#### DATA FOR THIS EXERCISE ####

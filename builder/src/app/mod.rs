//! Builder application state and main loop
//!
//! The window starts on the body selection screen. Once a body is chosen the
//! builder shows the part toolbar, the 3D viewport and whichever control
//! panel matches the selection. Camera acquisition and PNG export run in the
//! background and are polled once per frame.

mod init;
mod snapshot;
mod viewport;

pub use init::AppError;
pub use snapshot::{MAX_SNAPSHOT_SIZE, snapshot};
pub use viewport::{Viewport, render_size, viewport_ray};

use std::path::PathBuf;
use std::sync::Arc;
use std::time::Instant;

use eframe::egui;
use monster_core::config::{BuilderConfig, Config};
use monster_core::export::export_dir;
use monster_core::{
    BodyShape, CameraCapture, CameraDevices, Exporter, Interaction, Monster, OrbitCamera, Renderer,
    Selection,
};

use crate::ui::{CameraOverlay, SelectionScreen, ToolbarState, UiAction};

const INITIAL_SIZE: (u32, u32) = (960, 640);

/// Everything that belongs to the monster being built
pub struct Stage {
    pub monster: Monster,
    pub interaction: Interaction,
    pub camera: OrbitCamera,
}

impl Stage {
    pub fn new(shape: BodyShape, builder: &BuilderConfig) -> Self {
        let mut monster = Monster::new(shape);
        monster.set_mouth_style(builder.mouth_style);
        monster.breathing = builder.breathing;
        Self {
            monster,
            interaction: Interaction::new(),
            camera: OrbitCamera::default(),
        }
    }
}

/// Builder application state
pub struct App {
    /// User configuration
    config: Config,
    selection_screen: SelectionScreen,
    /// `None` until a body has been chosen
    stage: Option<Stage>,
    renderer: Renderer,
    viewport: Viewport,
    capture: CameraCapture,
    devices: Arc<dyn CameraDevices>,
    /// Present while the camera overlay is open
    camera_overlay: Option<CameraOverlay>,
    exporter: Exporter,
    started: Instant,
    /// Last export result or error (shown in the status bar)
    status: Option<String>,
}

impl App {
    /// Create the application. With `body` set the selection screen is skipped.
    pub fn new(config: Config, body: Option<BodyShape>) -> Self {
        let mut capture = CameraCapture::new();
        capture.output_size = config.camera.output_size;
        capture.tightening = config.camera.tightening;
        capture.circular_mask = config.camera.circular_mask;

        let directory = config
            .export
            .directory
            .clone()
            .or_else(|| export_dir().ok())
            .unwrap_or_else(|| PathBuf::from("exports"));

        Self {
            selection_screen: SelectionScreen::new(config.builder.default_body),
            stage: body.map(|shape| Stage::new(shape, &config.builder)),
            renderer: Renderer::new(INITIAL_SIZE.0, INITIAL_SIZE.1),
            viewport: Viewport::default(),
            capture,
            devices: config.camera.devices(),
            camera_overlay: None,
            exporter: Exporter::new(directory),
            started: Instant::now(),
            status: None,
            config,
        }
    }

    pub fn stage(&self) -> Option<&Stage> {
        self.stage.as_ref()
    }

    pub fn config(&self) -> &Config {
        &self.config
    }

    pub fn camera_open(&self) -> bool {
        self.camera_overlay.is_some()
    }

    pub fn status(&self) -> Option<&str> {
        self.status.as_deref()
    }

    fn close_camera(&mut self) {
        self.capture.close();
        self.camera_overlay = None;
    }

    /// Collect finished background work.
    ///
    /// Returns a message for a blocking alert when the camera could not be
    /// opened.
    pub fn poll_background(&mut self) -> Option<String> {
        if let Some(result) = self.exporter.poll() {
            self.status = Some(match result {
                Ok(path) => format!("Saved {}", path.display()),
                Err(e) => {
                    tracing::error!("Export failed: {:#}", e);
                    format!("Export failed: {e}")
                }
            });
        }

        match self.capture.poll() {
            Some(Err(e)) => {
                tracing::error!("Camera unavailable: {}", e);
                self.close_camera();
                Some(format!("Could not access the camera.\n\n{e}"))
            }
            _ => None,
        }
    }

    /// Handle UI actions
    pub fn handle_ui_action(&mut self, action: UiAction) {
        if let UiAction::ChooseBody(shape) = action {
            tracing::info!("Building a {} monster", shape);
            self.stage = Some(Stage::new(shape, &self.config.builder));
            return;
        }

        match action {
            UiAction::OpenCamera => {
                tracing::info!("Opening camera");
                self.capture.start(Arc::clone(&self.devices));
                self.camera_overlay = Some(CameraOverlay::default());
                return;
            }
            UiAction::CloseCamera => {
                self.close_camera();
                return;
            }
            UiAction::DismissStatus => {
                self.status = None;
                return;
            }
            _ => {}
        }

        let Some(stage) = self.stage.as_mut() else {
            tracing::debug!("Ignoring {:?} without a monster", action);
            return;
        };
        let Stage {
            monster,
            interaction,
            camera,
        } = stage;

        let events = match action {
            UiAction::StartDrag(kind) => {
                camera.enabled = false;
                interaction.start_drag_new(monster, kind)
            }
            UiAction::SetMouthStyle(style) => {
                monster.set_mouth_style(style);
                self.config.builder.mouth_style = style;
                Vec::new()
            }
            UiAction::CaptureSkin { screen, guide_size } => {
                let events = match self.capture.capture(screen, guide_size) {
                    Some(skin) => {
                        monster.apply_skin(skin);
                        interaction.select_body(monster)
                    }
                    None => {
                        tracing::warn!("No camera frame to capture");
                        Vec::new()
                    }
                };
                self.capture.close();
                self.camera_overlay = None;
                events
            }
            UiAction::Export => {
                if self.exporter.is_saving() {
                    return;
                }
                self.exporter.request(self.renderer.image().clone());
                self.status = Some("Saving...".to_string());
                Vec::new()
            }
            UiAction::RotatePart(axis, degrees) => {
                interaction.rotate_selected(monster, axis, degrees);
                Vec::new()
            }
            UiAction::ScalePart(scale) => {
                interaction.scale_selected(monster, scale);
                Vec::new()
            }
            UiAction::DeletePart => interaction.delete_selected(monster),
            UiAction::SkinBrightness(value) => {
                monster.set_skin_brightness(value);
                Vec::new()
            }
            UiAction::SkinOffsetY(value) => {
                monster.set_skin_offset_y(value);
                Vec::new()
            }
            UiAction::SkinRepeat(value) => {
                monster.set_skin_repeat(value);
                Vec::new()
            }
            UiAction::CloseSkinPanel => interaction.deselect(monster),
            UiAction::ChooseBody(_)
            | UiAction::OpenCamera
            | UiAction::CloseCamera
            | UiAction::DismissStatus => Vec::new(),
        };

        for event in events {
            tracing::debug!("{:?}", event);
        }
    }

    /// Keyboard shortcuts in the builder: Delete removes the selected part,
    /// Escape cancels a drag
    fn handle_keys(&mut self, ctx: &egui::Context) -> Option<UiAction> {
        let stage = self.stage.as_mut()?;
        let (delete, escape) = ctx.input(|i| {
            (
                i.key_pressed(egui::Key::Delete),
                i.key_pressed(egui::Key::Escape),
            )
        });
        if escape && stage.interaction.is_dragging() {
            stage.interaction.cancel_drag(&mut stage.monster);
            stage.camera.enabled = true;
        }
        let part_selected = matches!(stage.interaction.selection(), Selection::Part { .. });
        (delete && part_selected && !ctx.wants_keyboard_input()).then_some(UiAction::DeletePart)
    }

    fn show_builder(&mut self, ctx: &egui::Context) -> Option<UiAction> {
        let mut ui_action = None;

        if let Some(ref status) = self.status {
            egui::TopBottomPanel::bottom("status_panel").show(ctx, |ui| {
                ui.horizontal(|ui| {
                    ui.label(status);
                    if ui.button("Dismiss").clicked() {
                        ui_action = Some(UiAction::DismissStatus);
                    }
                });
            });
        }

        let scanning = self.camera_overlay.is_some();
        let stage = self.stage.as_mut()?;

        let toolbar_state = ToolbarState {
            mouth_style: stage.monster.mouth_style(),
            saving: self.exporter.is_saving(),
            scanning,
        };
        if let Some(action) = crate::ui::toolbar(ctx, toolbar_state) {
            ui_action = Some(action);
        }

        if !scanning {
            let panel_action = match stage.interaction.selection() {
                Selection::Part { .. } => stage
                    .interaction
                    .selected_adjustment(&stage.monster)
                    .and_then(|adjustment| crate::ui::part_panel(ctx, adjustment)),
                Selection::Body => crate::ui::skin_panel(
                    ctx,
                    stage.monster.skin_settings(),
                    stage.monster.has_skin(),
                ),
                Selection::None => None,
            };
            if panel_action.is_some() {
                ui_action = panel_action;
            }
        }

        stage
            .monster
            .update(self.started.elapsed().as_secs_f32());
        let render_scale = self.config.video.clamped_render_scale();
        for event in self
            .viewport
            .show(ctx, stage, &mut self.renderer, render_scale, !scanning)
        {
            tracing::debug!("{:?}", event);
        }

        if let Some(overlay) = &mut self.camera_overlay {
            let camera = &self.config.camera;
            if let Some(action) =
                overlay.show(ctx, &mut self.capture, |width| camera.guide_size(width))
            {
                ui_action = Some(action);
            }
        }

        ui_action
    }
}

impl eframe::App for App {
    fn update(&mut self, ctx: &egui::Context, _frame: &mut eframe::Frame) {
        // Handle F11 for fullscreen toggle
        if ctx.input(|i| i.key_pressed(egui::Key::F11)) {
            let is_fullscreen = ctx.input(|i| i.viewport().fullscreen).unwrap_or(false);
            ctx.send_viewport_cmd(egui::ViewportCommand::Fullscreen(!is_fullscreen));
            self.config.video.fullscreen = !is_fullscreen;
            if let Err(e) = monster_core::config::save(&self.config) {
                tracing::warn!("Failed to save config: {:#}", e);
            }
        }

        if let Some(message) = self.poll_background() {
            rfd::MessageDialog::new()
                .set_level(rfd::MessageLevel::Error)
                .set_title("Camera")
                .set_description(message)
                .set_buttons(rfd::MessageButtons::Ok)
                .show();
        }

        let ui_action = if self.stage.is_none() {
            self.selection_screen.show(ctx)
        } else {
            let key_action = self.handle_keys(ctx);
            self.show_builder(ctx).or(key_action)
        };

        if let Some(action) = ui_action {
            self.handle_ui_action(action);
        }

        // Breathing and camera damping animate every frame
        ctx.request_repaint();
    }
}
//! Part factory
//!
//! Every part is an outer placement node wrapping an inner adjustment node.
//! The inner node sits `penetration_depth` above the outer origin, which is
//! where the surface is once the outer node has been pushed into the host, so
//! rotating and scaling the inner node pivots at the surface.

use std::f32::consts::{FRAC_PI_2, PI};
use std::fmt;
use std::str::FromStr;
use std::sync::Arc;

use glam::{Quat, Vec2, Vec3};
use tracing::debug;

use crate::procedural::{
    Bevel, Mesh, QuadraticPath, deform, extrude_outline, generate_capsule, generate_cone,
    generate_cylinder, generate_disc, generate_sphere,
};
use crate::scene::{Material, Node, NodeId, NodeKind, Rgb, SceneGraph, Transform};

/// Base colour shared by the body and the skin-coloured parts
pub const MONSTER_COLOR: u32 = 0x89d6f1;
/// Roughness of the toy material
pub const TOY_ROUGHNESS: f32 = 0.6;
/// How far a part is sunk into its host surface
pub const PENETRATION_DEPTH: f32 = 0.15;
/// Opacity of the drag preview
pub const GHOST_OPACITY: f32 = 0.5;

const LIP_COLOR: u32 = 0xe63e62;
const PUPIL_COLOR: u32 = 0x333333;

#[derive(Clone, Copy, Debug, PartialEq, Eq, Hash)]
pub enum PartKind {
    Eye,
    Mouth,
    Arm,
    Leg,
    Ear,
    Horn,
}

impl PartKind {
    pub const ALL: [PartKind; 6] = [
        PartKind::Eye,
        PartKind::Mouth,
        PartKind::Arm,
        PartKind::Leg,
        PartKind::Ear,
        PartKind::Horn,
    ];

    pub fn label(self) -> &'static str {
        match self {
            PartKind::Eye => "Eye",
            PartKind::Mouth => "Mouth",
            PartKind::Arm => "Arm",
            PartKind::Leg => "Leg",
            PartKind::Ear => "Ear",
            PartKind::Horn => "Horn",
        }
    }

    fn id(self) -> &'static str {
        match self {
            PartKind::Eye => "eye",
            PartKind::Mouth => "mouth",
            PartKind::Arm => "arm",
            PartKind::Leg => "leg",
            PartKind::Ear => "ear",
            PartKind::Horn => "horn",
        }
    }
}

impl fmt::Display for PartKind {
    fn fmt(&self, f: &mut fmt::Formatter<'_>) -> fmt::Result {
        f.write_str(self.id())
    }
}

impl FromStr for PartKind {
    type Err = String;

    fn from_str(s: &str) -> Result<Self, Self::Err> {
        PartKind::ALL
            .into_iter()
            .find(|k| k.id().eq_ignore_ascii_case(s.trim()))
            .ok_or_else(|| format!("unknown part kind '{s}'"))
    }
}

/// Mouth variant used for newly created mouths
#[derive(Clone, Copy, Debug, Default, PartialEq, Eq, Hash, serde::Serialize, serde::Deserialize)]
#[serde(rename_all = "lowercase")]
pub enum MouthStyle {
    #[default]
    Lips,
    Fangs,
}

impl MouthStyle {
    pub fn label(self) -> &'static str {
        match self {
            MouthStyle::Lips => "Lips",
            MouthStyle::Fangs => "Fangs",
        }
    }
}

impl FromStr for MouthStyle {
    type Err = String;

    fn from_str(s: &str) -> Result<Self, Self::Err> {
        match s.trim().to_ascii_lowercase().as_str() {
            "lips" => Ok(MouthStyle::Lips),
            "fangs" => Ok(MouthStyle::Fangs),
            other => Err(format!("unknown mouth style '{other}'")),
        }
    }
}

/// Handles to a freshly built part
#[derive(Clone, Copy, Debug, PartialEq, Eq)]
pub struct PartNodes {
    pub outer: NodeId,
    pub inner: NodeId,
}

/// Shared geometry, built once
#[derive(Debug)]
struct PartMeshes {
    sclera: Arc<Mesh>,
    pupil: Arc<Mesh>,
    eye_highlight: Arc<Mesh>,
    upper_lip: Arc<Mesh>,
    lower_lip: Arc<Mesh>,
    fang: Arc<Mesh>,
    arm: Arc<Mesh>,
    palm: Arc<Mesh>,
    finger: Arc<Mesh>,
    leg: Arc<Mesh>,
    foot: Arc<Mesh>,
    toe: Arc<Mesh>,
    ear: Arc<Mesh>,
    horn: Arc<Mesh>,
}

impl PartMeshes {
    fn new() -> Self {
        let lip_bevel = Some(Bevel {
            thickness: 0.02,
            size: 0.02,
        });

        // M-shaped upper lip
        let upper = QuadraticPath::new(Vec2::new(-0.12, 0.0))
            .quad_to(Vec2::new(-0.06, 0.08), Vec2::new(0.0, 0.03))
            .quad_to(Vec2::new(0.06, 0.08), Vec2::new(0.12, 0.0))
            .quad_to(Vec2::new(0.0, 0.02), Vec2::new(-0.12, 0.0))
            .sample(12);
        // U-shaped lower lip
        let lower = QuadraticPath::new(Vec2::new(-0.12, -0.01))
            .quad_to(Vec2::new(0.0, 0.01), Vec2::new(0.12, -0.01))
            .quad_to(Vec2::new(0.0, -0.1), Vec2::new(-0.12, -0.01))
            .sample(12);

        let mut arm = generate_cylinder(0.12, 0.08, 0.6, 32);
        arm.translate(Vec3::new(0.0, 0.3, 0.0));

        let mut leg = generate_cylinder(0.16, 0.12, 0.5, 32);
        leg.translate(Vec3::new(0.0, 0.25, 0.0));

        let mut ear = generate_sphere(0.15, 32, 32);
        ear.scale(Vec3::new(1.0, 1.0, 0.4));

        let mut horn = generate_cone(0.08, 0.35, 32, 10);
        horn.translate(Vec3::new(0.0, 0.175, 0.0));
        horn.deform(|v| deform::bend(v, 1.5));

        Self {
            sclera: Arc::new(generate_sphere(0.25, 32, 32)),
            pupil: Arc::new(generate_sphere(0.12, 32, 32)),
            eye_highlight: Arc::new(generate_disc(0.04, 16)),
            upper_lip: Arc::new(extrude_outline(&upper, 0.04, lip_bevel)),
            lower_lip: Arc::new(extrude_outline(&lower, 0.04, lip_bevel)),
            fang: Arc::new(generate_cone(0.025, 0.08, 16, 1)),
            arm: Arc::new(arm),
            palm: Arc::new(generate_sphere(0.14, 32, 32)),
            finger: Arc::new(generate_capsule(0.035, 0.12, 16, 4)),
            leg: Arc::new(leg),
            foot: Arc::new(generate_sphere(0.2, 32, 32)),
            toe: Arc::new(generate_sphere(0.08, 16, 16)),
            ear: Arc::new(ear),
            horn: Arc::new(horn),
        }
    }
}

/// Builds part hierarchies into a [`SceneGraph`]
#[derive(Debug)]
pub struct PartsRepository {
    style: MouthStyle,
    penetration_depth: f32,
    meshes: PartMeshes,
}

impl Default for PartsRepository {
    fn default() -> Self {
        Self::new()
    }
}

/// Collects the nodes of one part while it is being built
struct PartBuilder<'a> {
    graph: &'a mut SceneGraph,
    ghost: bool,
}

impl PartBuilder<'_> {
    fn material(&self, material: Material) -> Material {
        if self.ghost {
            material.with_opacity(GHOST_OPACITY)
        } else {
            material
        }
    }

    fn mesh(
        &mut self,
        parent: NodeId,
        name: &str,
        mesh: &Arc<Mesh>,
        material: Material,
        transform: Transform,
    ) -> NodeId {
        let material = self.material(material);
        self.graph.add_node(
            parent,
            Node::mesh(name, NodeKind::PartMesh, mesh.clone(), material).with_transform(transform),
        )
    }

    fn group(&mut self, parent: NodeId, name: &str) -> NodeId {
        self.graph.add_node(parent, Node::group(name, NodeKind::Group))
    }
}

fn at(x: f32, y: f32, z: f32) -> Transform {
    Transform::from_translation(Vec3::new(x, y, z))
}

fn toy() -> Material {
    Material::standard(Rgb::from_hex(MONSTER_COLOR), TOY_ROUGHNESS)
}

impl PartsRepository {
    pub fn new() -> Self {
        Self {
            style: MouthStyle::default(),
            penetration_depth: PENETRATION_DEPTH,
            meshes: PartMeshes::new(),
        }
    }

    pub fn style(&self) -> MouthStyle {
        self.style
    }

    pub fn set_style(&mut self, style: MouthStyle) {
        self.style = style;
    }

    pub fn penetration_depth(&self) -> f32 {
        self.penetration_depth
    }

    /// Build a part of `kind` under `parent`.
    ///
    /// Ghost parts get a translucent copy of every material and a
    /// [`NodeKind::Ghost`] outer node.
    pub fn build(
        &self,
        graph: &mut SceneGraph,
        parent: NodeId,
        kind: PartKind,
        ghost: bool,
    ) -> PartNodes {
        let outer_kind = if ghost {
            NodeKind::Ghost
        } else {
            NodeKind::PartOuter
        };
        let outer = graph.add_node(parent, Node::group(kind.label(), outer_kind));
        let inner = graph.add_node(
            outer,
            Node::group(format!("{} inner", kind.label()), NodeKind::PartInner)
                .with_transform(at(0.0, self.penetration_depth, 0.0)),
        );

        let mut builder = PartBuilder { graph, ghost };
        match kind {
            PartKind::Eye => self.build_eye(&mut builder, inner),
            PartKind::Mouth => self.build_mouth(&mut builder, inner),
            PartKind::Arm => self.build_arm(&mut builder, inner),
            PartKind::Leg => self.build_leg(&mut builder, inner),
            PartKind::Ear => self.build_ear(&mut builder, inner),
            PartKind::Horn => self.build_horn(&mut builder, inner),
        }

        debug!("built {kind} part {outer} (ghost: {ghost})");
        PartNodes { outer, inner }
    }

    fn build_eye(&self, b: &mut PartBuilder<'_>, inner: NodeId) {
        let m = &self.meshes;
        b.mesh(
            inner,
            "sclera",
            &m.sclera,
            Material::standard(Rgb::WHITE, 0.2).glowing(),
            at(0.0, 0.05, 0.0),
        );
        b.mesh(
            inner,
            "pupil",
            &m.pupil,
            Material::standard(Rgb::from_hex(PUPIL_COLOR), 0.1),
            at(0.0, 0.27, 0.0).with_scale(Vec3::new(1.0, 0.3, 1.0)),
        );
        b.mesh(
            inner,
            "highlight",
            &m.eye_highlight,
            Material::basic(Rgb::WHITE, 0.8),
            at(0.08, 0.30, 0.08).with_rotation(Quat::from_rotation_x(-FRAC_PI_2)),
        );
    }

    fn build_mouth(&self, b: &mut PartBuilder<'_>, inner: NodeId) {
        let m = &self.meshes;
        let lip = || Material::standard(Rgb::from_hex(LIP_COLOR), 0.4).glowing();
        let flat = at(0.0, -0.02, 0.01).with_rotation(Quat::from_rotation_x(-FRAC_PI_2));

        b.mesh(inner, "upper lip", &m.upper_lip, lip(), flat);
        b.mesh(inner, "lower lip", &m.lower_lip, lip(), flat);

        if self.style == MouthStyle::Fangs {
            for x in [-0.06, 0.06] {
                b.mesh(
                    inner,
                    "fang",
                    &m.fang,
                    Material::standard(Rgb::WHITE, 0.2),
                    at(x, 0.0, 0.03).with_rotation(Quat::from_rotation_x(PI)),
                );
            }
        }
    }

    fn build_arm(&self, b: &mut PartBuilder<'_>, inner: NodeId) {
        let m = &self.meshes;
        b.mesh(inner, "arm", &m.arm, toy().glowing(), at(0.0, -0.15, 0.0));
        b.mesh(
            inner,
            "palm",
            &m.palm,
            toy().glowing(),
            at(0.0, 0.50, 0.0).with_scale(Vec3::new(1.0, 0.8, 0.6)),
        );

        let fingers = b.group(inner, "fingers");
        for (x, y, roll) in [(0.0, 0.63, 0.0), (-0.08, 0.60, 0.3), (0.08, 0.60, -0.3)] {
            b.mesh(
                fingers,
                "finger",
                &m.finger,
                toy().glowing(),
                at(x, y, 0.0).with_rotation(Quat::from_rotation_z(roll)),
            );
        }
    }

    fn build_leg(&self, b: &mut PartBuilder<'_>, inner: NodeId) {
        let m = &self.meshes;
        b.mesh(inner, "leg", &m.leg, toy().glowing(), at(0.0, -0.15, 0.0));
        b.mesh(
            inner,
            "foot",
            &m.foot,
            toy().glowing(),
            at(0.0, 0.35, 0.1).with_scale(Vec3::new(1.0, 0.7, 1.5)),
        );

        let toes = b.group(inner, "toes");
        for (x, z) in [(0.0, 0.4), (-0.12, 0.35), (0.12, 0.35)] {
            b.mesh(toes, "toe", &m.toe, toy().glowing(), at(x, 0.30, z));
        }
    }

    fn build_ear(&self, b: &mut PartBuilder<'_>, inner: NodeId) {
        b.mesh(
            inner,
            "ear",
            &self.meshes.ear,
            toy().glowing(),
            at(0.0, 0.05, 0.0),
        );
    }

    fn build_horn(&self, b: &mut PartBuilder<'_>, inner: NodeId) {
        b.mesh(
            inner,
            "horn",
            &self.meshes.horn,
            toy().glowing(),
            at(0.0, -0.05, 0.0),
        );
    }
}

#[cfg(test)]
mod tests {
    use super::*;

    fn mesh_count(graph: &SceneGraph, root: NodeId) -> usize {
        graph
            .descendants(root)
            .into_iter()
            .filter(|&n| graph.node(n).is_some_and(|n| n.mesh.is_some()))
            .count()
    }

    #[test]
    fn test_part_kind_parse() {
        assert_eq!("Horn".parse::<PartKind>(), Ok(PartKind::Horn));
        assert_eq!(" eye ".parse::<PartKind>(), Ok(PartKind::Eye));
        assert!("tail".parse::<PartKind>().is_err());
        for kind in PartKind::ALL {
            assert_eq!(kind.to_string().parse::<PartKind>(), Ok(kind));
        }
    }

    #[test]
    fn test_mouth_style_parse() {
        assert_eq!("FANGS".parse::<MouthStyle>(), Ok(MouthStyle::Fangs));
        assert!("beak".parse::<MouthStyle>().is_err());
    }

    #[test]
    fn test_inner_node_offset() {
        let repo = PartsRepository::new();
        let mut graph = SceneGraph::new();
        let root = graph.root();
        let nodes = repo.build(&mut graph, root, PartKind::Arm, false);
        assert_eq!(graph.parent(nodes.inner), Some(nodes.outer));
        let inner = graph.node(nodes.inner).map(|n| n.transform.translation);
        assert_eq!(inner, Some(Vec3::new(0.0, PENETRATION_DEPTH, 0.0)));
        assert_eq!(graph.node(nodes.outer).map(|n| n.kind), Some(NodeKind::PartOuter));
    }

    #[test]
    fn test_mesh_counts_per_kind() {
        let repo = PartsRepository::new();
        let mut graph = SceneGraph::new();
        let root = graph.root();
        let expected = [
            (PartKind::Eye, 3),
            (PartKind::Mouth, 2),
            (PartKind::Arm, 5),
            (PartKind::Leg, 5),
            (PartKind::Ear, 1),
            (PartKind::Horn, 1),
        ];
        for (kind, count) in expected {
            let nodes = repo.build(&mut graph, root, kind, false);
            assert_eq!(mesh_count(&graph, nodes.outer), count, "{kind}");
        }
    }

    #[test]
    fn test_fangs_style_adds_teeth() {
        let mut repo = PartsRepository::new();
        repo.set_style(MouthStyle::Fangs);
        let mut graph = SceneGraph::new();
        let root = graph.root();
        let nodes = repo.build(&mut graph, root, PartKind::Mouth, false);
        assert_eq!(mesh_count(&graph, nodes.outer), 4);
    }

    #[test]
    fn test_ghost_is_translucent() {
        let repo = PartsRepository::new();
        let mut graph = SceneGraph::new();
        let root = graph.root();
        let nodes = repo.build(&mut graph, root, PartKind::Eye, true);
        assert_eq!(graph.node(nodes.outer).map(|n| n.kind), Some(NodeKind::Ghost));
        for n in graph.descendants(nodes.outer) {
            if let Some(material) = graph.node(n).and_then(Node::material) {
                assert_eq!(material.opacity, GHOST_OPACITY);
            }
        }
    }

    #[test]
    fn test_every_kind_has_glowing_mesh() {
        let repo = PartsRepository::new();
        let mut graph = SceneGraph::new();
        let root = graph.root();
        for kind in PartKind::ALL {
            let nodes = repo.build(&mut graph, root, kind, false);
            let glows = graph
                .descendants(nodes.outer)
                .into_iter()
                .filter_map(|n| graph.node(n).and_then(Node::material))
                .any(|m| m.can_glow);
            assert!(glows, "{kind}");
        }
    }
}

####

### DESCRIPTION OF THE TASK:
Reproduce each line of the records in which the string "shaped" appears.

### SOLUTION TO THIS TASK:
        // M-shaped upper lip
        // U-shaped lower lip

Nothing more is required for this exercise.